Minoxidil (Rogaine): This is a non-prescription medication approved for androgenetic alopecia and alopecia areata. Minoxidil comes in a liquid or foam that is rubbed into your scalp twice a day. This is the most effective method to treat male-pattern and female-pattern hair loss. However, only 30–40% of patients experience hair growth. Minoxidil is not effective for other causes of hair loss except alopecia areata. Hair regrowth can take 8 to 12 months. Treatment is continued indefinitely because if the treatment is stopped, hair loss resumes again. Most frequent side effects are mild scalp irritation, allergic contact dermatitis, and increased facial hair.
Finasteride (Propecia): Is used in male-pattern hair loss in a pill form taken on a daily basis. Finasteride is not indicated for women and is not recommended in pregnant women. Treatment is effective within 6 to 8 months of treatment. Side effects include decreasedlibido, erectile dysfunction, ejaculatory dysfunction, gynecomastia, and myopathy. Treatment should be continued as long as positive results occur. Once treatment is stopped, hair loss resumes again.
Corticosteroids: Injections of cortisone into the scalp can be used to treat alopecia areata. This type of treatment is repeated on a monthly basis. Physician may prescribe oral pills for extensive hair loss due to alopecia areata. Results may take up to a month to be seen.
Anthralin (Dritho-Scalp): Available as a cream or ointment that is applied to the scalp and washed off daily. More commonly is used to treat psoriasis. Results may take up to 12 weeks to be seen.
Hormonal Modulators: Oral contraceptives or spironolactone can be used for female-pattern hair loss associated withhyperandrogenemia.
Surgical Options: Treatment options such as follicle transplant, scalp flaps, and alopecia reduction are available. These procedures are generally chosen by those who are self-conscious about their hair loss.

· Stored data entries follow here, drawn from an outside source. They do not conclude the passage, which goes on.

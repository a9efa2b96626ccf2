//! Worker and task data model.

use std::collections::HashMap;
use std::path::PathBuf;

use chrono::{DateTime, Utc};
use serde::{Deserialize, Serialize};
use uuid::Uuid;

use crate::tools::tool::UiActions;

/// Concrete execution mechanism a worker uses.
#[derive(Debug, Clone, Copy, PartialEq, Eq, Hash, Serialize, Deserialize)]
pub enum Backend {
    #[serde(rename = "core-agent")]
    CoreAgent,
    #[serde(rename = "codex")]
    Codex,
    #[serde(rename = "gemini-cli")]
    GeminiCli,
    #[serde(rename = "shell")]
    Shell,
}

impl Backend {
    pub fn as_str(&self) -> &'static str {
        match self {
            Self::CoreAgent => "core-agent",
            Self::Codex => "codex",
            Self::GeminiCli => "gemini-cli",
            Self::Shell => "shell",
        }
    }

    pub fn parse(s: &str) -> Option<Self> {
        match s {
            "core-agent" => Some(Self::CoreAgent),
            "codex" => Some(Self::Codex),
            "gemini-cli" => Some(Self::GeminiCli),
            "shell" => Some(Self::Shell),
            _ => None,
        }
    }

    /// Catch-all candidates appended to every backend selection, in priority
    /// order.
    pub fn catch_alls() -> [Backend; 4] {
        [Self::CoreAgent, Self::Shell, Self::Codex, Self::GeminiCli]
    }

    /// CLI invocation for subprocess backends: executable plus an argument
    /// template with a single `{instruction}` placeholder. `None` means the
    /// backend runs in-process.
    pub fn cli_invocation(&self) -> Option<CliInvocation> {
        match self {
            Self::CoreAgent => None,
            Self::Codex => Some(CliInvocation {
                program: "codex",
                template: "exec --instruction {instruction}",
            }),
            Self::GeminiCli => Some(CliInvocation {
                program: "gemini",
                template: "-p {instruction}",
            }),
            Self::Shell => Some(CliInvocation {
                program: "sh",
                template: "-c {instruction}",
            }),
        }
    }

    /// Simplified retry shape for the codex argument-format failure.
    pub fn simplified_cli_invocation(&self) -> Option<CliInvocation> {
        match self {
            Self::Codex => Some(CliInvocation {
                program: "codex",
                template: "exec {instruction}",
            }),
            _ => None,
        }
    }
}

impl std::fmt::Display for Backend {
    fn fmt(&self, f: &mut std::fmt::Formatter<'_>) -> std::fmt::Result {
        f.write_str(self.as_str())
    }
}

/// Executable name plus argument template for a CLI backend.
#[derive(Debug, Clone, Copy, PartialEq, Eq)]
pub struct CliInvocation {
    pub program: &'static str,
    pub template: &'static str,
}

/// Worker availability. `Busy` is an exclusivity marker enforced by the
/// caller, not a lock primitive: a worker should have at most one in-flight
/// task at a time by convention at the call site.
#[derive(Debug, Clone, Copy, PartialEq, Eq, Serialize, Deserialize)]
#[serde(rename_all = "lowercase")]
pub enum WorkerStatus {
    Ready,
    Busy,
}

/// A named execution identity with its own workspace, backend, and policy.
#[derive(Debug, Clone, Serialize, Deserialize)]
pub struct Worker {
    pub id: Uuid,
    pub name: String,
    pub backend: Backend,
    pub status: WorkerStatus,
    pub workspace_root: PathBuf,
    pub credentials_root: Option<PathBuf>,
    #[serde(default)]
    pub capabilities: Vec<String>,
    /// Auth provider → state string (`authenticated`, `not_authenticated`, ...).
    #[serde(default)]
    pub auth: HashMap<String, String>,
    #[serde(default)]
    pub last_error: Option<String>,
    pub created_at: DateTime<Utc>,
    pub updated_at: DateTime<Utc>,
}

impl Worker {
    pub fn new(name: impl Into<String>, backend: Backend, workspace_root: PathBuf) -> Self {
        let now = Utc::now();
        Self {
            id: Uuid::new_v4(),
            name: name.into(),
            backend,
            status: WorkerStatus::Ready,
            workspace_root,
            credentials_root: None,
            capabilities: Vec::new(),
            auth: HashMap::new(),
            last_error: None,
            created_at: now,
            updated_at: now,
        }
    }
}

/// Where a task dispatch came from.
#[derive(Debug, Clone, Copy, PartialEq, Eq, Serialize, Deserialize)]
#[serde(rename_all = "snake_case")]
pub enum TaskSource {
    UserCmd,
    UserChat,
    Heartbeat,
    System,
}

/// Task lifecycle state. Transitions are monotonic: once terminal, a task
/// never goes back.
#[derive(Debug, Clone, Copy, PartialEq, Eq, Serialize, Deserialize)]
#[serde(rename_all = "lowercase")]
pub enum TaskStatus {
    Queued,
    Running,
    Done,
    Failed,
}

impl TaskStatus {
    pub fn is_terminal(&self) -> bool {
        matches!(self, Self::Done | Self::Failed)
    }

    pub fn can_transition_to(&self, target: TaskStatus) -> bool {
        matches!(
            (self, target),
            (Self::Queued, Self::Running)
                | (Self::Queued, Self::Failed)
                | (Self::Running, Self::Done)
                | (Self::Running, Self::Failed)
        )
    }

    pub fn as_str(&self) -> &'static str {
        match self {
            Self::Queued => "queued",
            Self::Running => "running",
            Self::Done => "done",
            Self::Failed => "failed",
        }
    }
}

impl std::fmt::Display for TaskStatus {
    fn fmt(&self, f: &mut std::fmt::Formatter<'_>) -> std::fmt::Result {
        f.write_str(self.as_str())
    }
}

/// One entry in a task's append-only event trail.
#[derive(Debug, Clone, Serialize, Deserialize)]
pub struct TaskEvent {
    pub at: DateTime<Utc>,
    pub kind: String,
    #[serde(default, skip_serializing_if = "Option::is_none")]
    pub detail: Option<String>,
}

impl TaskEvent {
    pub fn now(kind: impl Into<String>, detail: Option<String>) -> Self {
        Self {
            at: Utc::now(),
            kind: kind.into(),
            detail,
        }
    }
}

/// Structured output of a finished task.
#[derive(Debug, Clone, Serialize, Deserialize, Default)]
pub struct TaskOutput {
    #[serde(default, skip_serializing_if = "Option::is_none")]
    pub text: Option<String>,
    #[serde(default, skip_serializing_if = "Option::is_none")]
    pub ui: Option<UiActions>,
    #[serde(default, skip_serializing_if = "Vec::is_empty")]
    pub files: Vec<String>,
    #[serde(default, skip_serializing_if = "Option::is_none")]
    pub error: Option<String>,
}

/// A delegated unit of work, recorded in the task ledger.
#[derive(Debug, Clone, Serialize, Deserialize)]
pub struct Task {
    pub task_id: Uuid,
    pub worker_id: Uuid,
    pub source: TaskSource,
    pub instruction: String,
    pub status: TaskStatus,
    /// Backend that actually executed (after selection/fallback).
    #[serde(default, skip_serializing_if = "Option::is_none")]
    pub backend: Option<Backend>,
    #[serde(default, skip_serializing_if = "Option::is_none")]
    pub result: Option<String>,
    #[serde(default, skip_serializing_if = "Option::is_none")]
    pub result_summary: Option<String>,
    #[serde(default, skip_serializing_if = "Option::is_none")]
    pub error: Option<String>,
    #[serde(default)]
    pub retry_count: u32,
    pub created_at: DateTime<Utc>,
    #[serde(default, skip_serializing_if = "Option::is_none")]
    pub started_at: Option<DateTime<Utc>>,
    #[serde(default, skip_serializing_if = "Option::is_none")]
    pub ended_at: Option<DateTime<Utc>>,
    #[serde(default)]
    pub events: Vec<TaskEvent>,
    #[serde(default, skip_serializing_if = "Option::is_none")]
    pub output: Option<TaskOutput>,
}

impl Task {
    pub fn new(worker_id: Uuid, source: TaskSource, instruction: impl Into<String>) -> Self {
        Self {
            task_id: Uuid::new_v4(),
            worker_id,
            source,
            instruction: instruction.into(),
            status: TaskStatus::Queued,
            backend: None,
            result: None,
            result_summary: None,
            error: None,
            retry_count: 0,
            created_at: Utc::now(),
            started_at: None,
            ended_at: None,
            events: vec![TaskEvent::now("queued", None)],
            output: None,
        }
    }
}

#[cfg(test)]
mod tests {
    use super::*;

    #[test]
    fn backend_roundtrip() {
        for b in [
            Backend::CoreAgent,
            Backend::Codex,
            Backend::GeminiCli,
            Backend::Shell,
        ] {
            assert_eq!(Backend::parse(b.as_str()), Some(b));
        }
        assert_eq!(Backend::parse("punchcard"), None);
    }

    #[test]
    fn cli_templates_have_one_placeholder() {
        for b in [Backend::Codex, Backend::GeminiCli, Backend::Shell] {
            let inv = b.cli_invocation().unwrap();
            assert_eq!(inv.template.matches("{instruction}").count(), 1);
        }
        assert!(Backend::CoreAgent.cli_invocation().is_none());
    }

    #[test]
    fn status_transitions_are_monotonic() {
        assert!(TaskStatus::Queued.can_transition_to(TaskStatus::Running));
        assert!(TaskStatus::Queued.can_transition_to(TaskStatus::Failed));
        assert!(TaskStatus::Running.can_transition_to(TaskStatus::Done));
        assert!(!TaskStatus::Done.can_transition_to(TaskStatus::Running));
        assert!(!TaskStatus::Failed.can_transition_to(TaskStatus::Queued));
        assert!(!TaskStatus::Running.can_transition_to(TaskStatus::Queued));
    }

    #[test]
    fn new_task_starts_queued_with_event() {
        let t = Task::new(Uuid::new_v4(), TaskSource::UserCmd, "pwd");
        assert_eq!(t.status, TaskStatus::Queued);
        assert_eq!(t.events.len(), 1);
        assert_eq!(t.events[0].kind, "queued");
    }
}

These options are expensive and painful. There is a risk of infection and scarring. Once surgery has occurred, it takes 6 to 8 months before the quality of new hair can be assessed.
Hair transplant: A dermatologist or cosmetic surgeon takes tiny plugs of skin, each which contains a few hairs, and implants the plugs into bald sections. The plugs are generally taken from the back or sides of your scalp. Several transplant sessions may be necessary.
Scalp Reduction: This process is the decreasing of the area of bald skin on your head. As time goes, the skin on our head becomes flexible and stretched enough that some of it can be surgically removed. After the hairless scalp is removed, the space is closed with hair-covered scalp. Scalp reduction is generally done in combination with hair transplantation to provide a natural-looking hairline, especially those with extensive hair loss.
Wigs: As an alternative to medical and surgical treatment, some patients wear a wig or hairpiece. They can be used permanently or temporarily to cover the hair loss. Quality, and natural looking wigs and hairpieces are available.